◆ Working data ◆
*** Block opens ***
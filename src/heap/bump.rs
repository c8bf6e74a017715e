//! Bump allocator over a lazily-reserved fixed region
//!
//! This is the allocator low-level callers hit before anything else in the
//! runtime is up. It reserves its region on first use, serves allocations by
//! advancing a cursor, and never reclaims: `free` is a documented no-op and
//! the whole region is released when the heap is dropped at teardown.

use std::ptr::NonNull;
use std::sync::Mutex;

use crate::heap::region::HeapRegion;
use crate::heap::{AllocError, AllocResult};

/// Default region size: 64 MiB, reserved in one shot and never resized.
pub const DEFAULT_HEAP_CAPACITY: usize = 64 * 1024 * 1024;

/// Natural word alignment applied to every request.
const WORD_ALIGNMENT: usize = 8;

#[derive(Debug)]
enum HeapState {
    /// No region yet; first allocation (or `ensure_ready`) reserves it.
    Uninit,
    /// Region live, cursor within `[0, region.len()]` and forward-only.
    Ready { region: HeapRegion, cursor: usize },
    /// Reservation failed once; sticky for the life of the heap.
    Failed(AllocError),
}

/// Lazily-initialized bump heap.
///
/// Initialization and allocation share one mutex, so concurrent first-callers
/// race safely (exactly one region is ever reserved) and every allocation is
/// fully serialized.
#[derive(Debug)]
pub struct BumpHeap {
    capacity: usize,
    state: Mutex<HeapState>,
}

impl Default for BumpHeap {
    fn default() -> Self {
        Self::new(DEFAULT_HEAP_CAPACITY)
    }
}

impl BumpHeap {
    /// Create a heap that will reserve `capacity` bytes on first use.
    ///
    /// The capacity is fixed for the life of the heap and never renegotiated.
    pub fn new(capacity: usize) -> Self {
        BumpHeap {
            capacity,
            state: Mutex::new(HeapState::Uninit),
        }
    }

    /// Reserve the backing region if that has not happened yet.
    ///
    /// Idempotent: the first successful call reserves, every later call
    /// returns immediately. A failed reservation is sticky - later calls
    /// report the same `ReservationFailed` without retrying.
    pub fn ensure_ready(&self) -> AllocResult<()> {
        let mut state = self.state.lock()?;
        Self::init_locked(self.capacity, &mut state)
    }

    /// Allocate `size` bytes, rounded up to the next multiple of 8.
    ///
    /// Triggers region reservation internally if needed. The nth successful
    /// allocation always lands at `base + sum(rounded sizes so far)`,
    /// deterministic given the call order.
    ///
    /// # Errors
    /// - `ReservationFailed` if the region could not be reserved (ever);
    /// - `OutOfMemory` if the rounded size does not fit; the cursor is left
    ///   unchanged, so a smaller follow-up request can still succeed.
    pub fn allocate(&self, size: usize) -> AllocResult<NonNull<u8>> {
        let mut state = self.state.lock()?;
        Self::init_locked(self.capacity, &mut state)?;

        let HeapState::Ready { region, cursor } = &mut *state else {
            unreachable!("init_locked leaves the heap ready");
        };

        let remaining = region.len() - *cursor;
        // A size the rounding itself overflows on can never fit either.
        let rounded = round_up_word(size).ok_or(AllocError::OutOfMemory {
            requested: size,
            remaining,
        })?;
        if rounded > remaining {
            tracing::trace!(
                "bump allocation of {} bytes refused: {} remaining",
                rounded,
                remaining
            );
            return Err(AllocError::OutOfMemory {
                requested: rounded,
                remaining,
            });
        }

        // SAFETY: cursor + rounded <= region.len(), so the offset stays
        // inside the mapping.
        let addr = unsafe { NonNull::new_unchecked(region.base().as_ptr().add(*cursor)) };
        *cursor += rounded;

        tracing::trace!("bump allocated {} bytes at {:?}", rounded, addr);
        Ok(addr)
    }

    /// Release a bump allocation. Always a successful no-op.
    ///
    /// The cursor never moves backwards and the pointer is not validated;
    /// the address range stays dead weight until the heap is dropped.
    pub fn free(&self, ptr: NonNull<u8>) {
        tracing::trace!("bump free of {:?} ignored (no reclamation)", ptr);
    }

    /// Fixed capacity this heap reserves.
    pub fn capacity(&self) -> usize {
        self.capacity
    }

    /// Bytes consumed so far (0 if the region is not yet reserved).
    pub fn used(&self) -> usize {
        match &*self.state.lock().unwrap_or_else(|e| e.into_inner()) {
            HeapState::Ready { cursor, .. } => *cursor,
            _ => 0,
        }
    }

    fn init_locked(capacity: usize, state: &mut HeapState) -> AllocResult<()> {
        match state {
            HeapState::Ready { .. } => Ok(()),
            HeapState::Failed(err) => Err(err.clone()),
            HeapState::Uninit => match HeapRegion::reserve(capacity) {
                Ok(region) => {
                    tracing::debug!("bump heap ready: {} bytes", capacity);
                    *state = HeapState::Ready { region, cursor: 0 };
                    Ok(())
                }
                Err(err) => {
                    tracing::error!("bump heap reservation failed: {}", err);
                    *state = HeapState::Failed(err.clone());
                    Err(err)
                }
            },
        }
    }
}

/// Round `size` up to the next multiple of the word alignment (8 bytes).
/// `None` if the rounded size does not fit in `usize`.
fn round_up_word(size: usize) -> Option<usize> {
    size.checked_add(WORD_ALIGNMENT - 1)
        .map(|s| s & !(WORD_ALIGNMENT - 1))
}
*** Block closes ***
*** Block opens ***
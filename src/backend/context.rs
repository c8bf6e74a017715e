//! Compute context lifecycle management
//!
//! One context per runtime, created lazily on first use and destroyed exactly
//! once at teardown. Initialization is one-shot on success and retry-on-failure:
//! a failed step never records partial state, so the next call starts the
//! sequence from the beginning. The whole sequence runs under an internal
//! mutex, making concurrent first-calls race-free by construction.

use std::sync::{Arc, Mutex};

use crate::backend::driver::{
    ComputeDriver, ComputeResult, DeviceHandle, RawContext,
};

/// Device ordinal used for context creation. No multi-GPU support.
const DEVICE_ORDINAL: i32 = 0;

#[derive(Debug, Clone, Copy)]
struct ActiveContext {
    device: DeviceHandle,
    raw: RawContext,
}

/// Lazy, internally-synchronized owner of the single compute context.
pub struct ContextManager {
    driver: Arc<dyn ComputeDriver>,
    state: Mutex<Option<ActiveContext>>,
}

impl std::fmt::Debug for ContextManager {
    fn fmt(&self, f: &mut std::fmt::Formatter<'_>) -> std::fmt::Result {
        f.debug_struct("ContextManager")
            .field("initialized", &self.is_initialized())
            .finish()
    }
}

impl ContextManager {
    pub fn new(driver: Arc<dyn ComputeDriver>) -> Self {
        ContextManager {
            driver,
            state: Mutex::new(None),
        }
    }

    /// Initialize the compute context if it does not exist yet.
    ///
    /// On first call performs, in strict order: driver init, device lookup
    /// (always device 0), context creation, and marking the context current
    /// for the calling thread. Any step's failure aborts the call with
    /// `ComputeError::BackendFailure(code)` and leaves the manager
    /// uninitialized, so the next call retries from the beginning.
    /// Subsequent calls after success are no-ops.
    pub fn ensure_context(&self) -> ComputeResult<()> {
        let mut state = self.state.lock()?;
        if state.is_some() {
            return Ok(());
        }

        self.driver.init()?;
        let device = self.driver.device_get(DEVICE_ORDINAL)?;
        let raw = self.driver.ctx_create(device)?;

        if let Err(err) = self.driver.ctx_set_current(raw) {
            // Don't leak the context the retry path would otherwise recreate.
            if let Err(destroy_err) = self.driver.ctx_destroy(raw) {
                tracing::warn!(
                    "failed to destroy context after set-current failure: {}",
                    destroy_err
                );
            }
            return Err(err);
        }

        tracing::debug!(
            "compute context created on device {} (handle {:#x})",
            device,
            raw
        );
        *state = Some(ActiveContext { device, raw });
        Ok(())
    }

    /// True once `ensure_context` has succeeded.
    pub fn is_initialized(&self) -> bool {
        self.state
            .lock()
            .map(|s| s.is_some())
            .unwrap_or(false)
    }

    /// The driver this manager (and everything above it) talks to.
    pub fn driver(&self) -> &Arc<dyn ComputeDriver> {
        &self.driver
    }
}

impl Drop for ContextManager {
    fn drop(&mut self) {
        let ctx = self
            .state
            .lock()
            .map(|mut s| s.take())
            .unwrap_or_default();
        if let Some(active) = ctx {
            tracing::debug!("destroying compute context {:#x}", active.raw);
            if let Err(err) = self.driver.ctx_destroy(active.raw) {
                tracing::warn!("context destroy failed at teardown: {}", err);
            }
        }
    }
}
*** Block closes ***
*** Block opens ***
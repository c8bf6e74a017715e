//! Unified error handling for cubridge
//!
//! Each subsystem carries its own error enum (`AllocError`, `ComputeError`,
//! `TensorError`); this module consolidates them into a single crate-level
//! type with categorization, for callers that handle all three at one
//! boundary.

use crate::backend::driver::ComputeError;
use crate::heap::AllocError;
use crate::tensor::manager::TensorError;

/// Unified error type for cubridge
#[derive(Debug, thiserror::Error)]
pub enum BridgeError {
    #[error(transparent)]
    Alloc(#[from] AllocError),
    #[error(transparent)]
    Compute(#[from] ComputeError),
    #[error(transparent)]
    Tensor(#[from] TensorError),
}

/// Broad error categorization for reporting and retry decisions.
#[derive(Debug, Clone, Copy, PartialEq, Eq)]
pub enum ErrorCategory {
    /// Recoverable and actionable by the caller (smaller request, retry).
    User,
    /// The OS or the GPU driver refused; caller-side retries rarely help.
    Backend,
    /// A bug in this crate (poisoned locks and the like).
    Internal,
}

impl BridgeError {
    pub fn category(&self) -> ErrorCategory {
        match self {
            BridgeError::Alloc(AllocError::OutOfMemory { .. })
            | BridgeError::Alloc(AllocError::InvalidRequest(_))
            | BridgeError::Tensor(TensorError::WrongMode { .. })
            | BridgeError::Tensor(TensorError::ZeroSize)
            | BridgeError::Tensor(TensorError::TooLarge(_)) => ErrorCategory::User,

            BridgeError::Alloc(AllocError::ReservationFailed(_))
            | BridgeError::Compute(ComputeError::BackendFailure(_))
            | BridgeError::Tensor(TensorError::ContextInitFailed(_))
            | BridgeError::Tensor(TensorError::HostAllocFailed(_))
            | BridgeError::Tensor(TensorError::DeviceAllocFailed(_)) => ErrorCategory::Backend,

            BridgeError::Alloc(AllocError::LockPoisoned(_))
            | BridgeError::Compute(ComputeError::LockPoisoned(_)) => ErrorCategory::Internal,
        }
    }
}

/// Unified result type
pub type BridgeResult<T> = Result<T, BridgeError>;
*** Block closes ***
When you reach the line holding "if let Some(active)" in the records above, begin reproducing exactly, stop after the line holding "destroy failed at", and output nothing else.

◆ Task response ◆
        if let Some(active) = ctx {
            tracing::debug!("destroying compute context {:#x}", active.raw);
            if let Err(err) = self.driver.ctx_destroy(active.raw) {
                tracing::warn!("context destroy failed at teardown: {}", err);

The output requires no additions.